(Saved entries)
= Beginning of Section =

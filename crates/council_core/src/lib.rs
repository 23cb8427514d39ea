//! Role and scoring integrity engine for a student council.
//!
//! Owns the hierarchy invariants, the append-only role audit log, the group
//! change guard, the score ledger and the leaderboard. Authentication and
//! permission checks happen in the caller.

pub mod config;
pub mod db;
pub mod error;
pub mod logging;
pub mod model;
pub mod repo;
pub mod service;

pub use config::CoreConfig;
pub use db::{open_db, open_db_in_memory, DbError, DbResult};
pub use error::{CoreError, CoreResult};
pub use logging::{init_logging, logging_status, LogLevel, LoggingError};
pub use model::audit::{RoleChangeLogEntry, RoleChangeLogId};
pub use model::hierarchy::{HierarchySnapshot, InvariantViolation, RoleProposal};
pub use model::leaderboard::{LeaderboardEntry, RankingMode};
pub use model::member::{
    Department, DepartmentId, Group, GroupId, Member, MemberId, Role, RoleAssignment,
};
pub use model::score::{NewScore, ScoreEntry, ScoreId, ScorePatch};
pub use model::validation::{ValidationError, SCORE_ABS_MAX};
pub use repo::directory_repo::{MemberListQuery, PresidentBootstrap, SqliteDirectoryRepository};
pub use repo::group_repo::{GroupChangeOutcome, SqliteGroupRepository, GROUP_CHANGE_LIMIT};
pub use repo::leaderboard_repo::SqliteLeaderboardRepository;
pub use repo::role_repo::{RoleChangeOutcome, SqliteRoleRepository};
pub use repo::score_repo::SqliteScoreRepository;
pub use repo::{EntityRef, RepoError, RepoResult};
pub use service::directory_service::DirectoryService;
pub use service::group_service::GroupService;
pub use service::leaderboard_service::{LeaderboardQuery, LeaderboardService};
pub use service::role_service::{AssignRoleRequest, RoleService};
pub use service::score_service::ScoreService;

pub use rusqlite::Connection;

/// Returns the core crate version.
pub fn core_version() -> &'static str {
    env!("CARGO_PKG_VERSION")
}

#[cfg(test)]
mod tests {
    use super::core_version;

    #[test]
    fn version_is_not_empty() {
        assert!(!core_version().is_empty());
    }
}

= End of Section =

» Your goal:
Look through the entries for lines containing the word "service" and return each one.

» Result of the exercise:
pub mod service;
pub use service::directory_service::DirectoryService;
pub use service::group_service::GroupService;
pub use service::leaderboard_service::{LeaderboardQuery, LeaderboardService};
pub use service::role_service::{AssignRoleRequest, RoleService};
pub use service::score_service::ScoreService;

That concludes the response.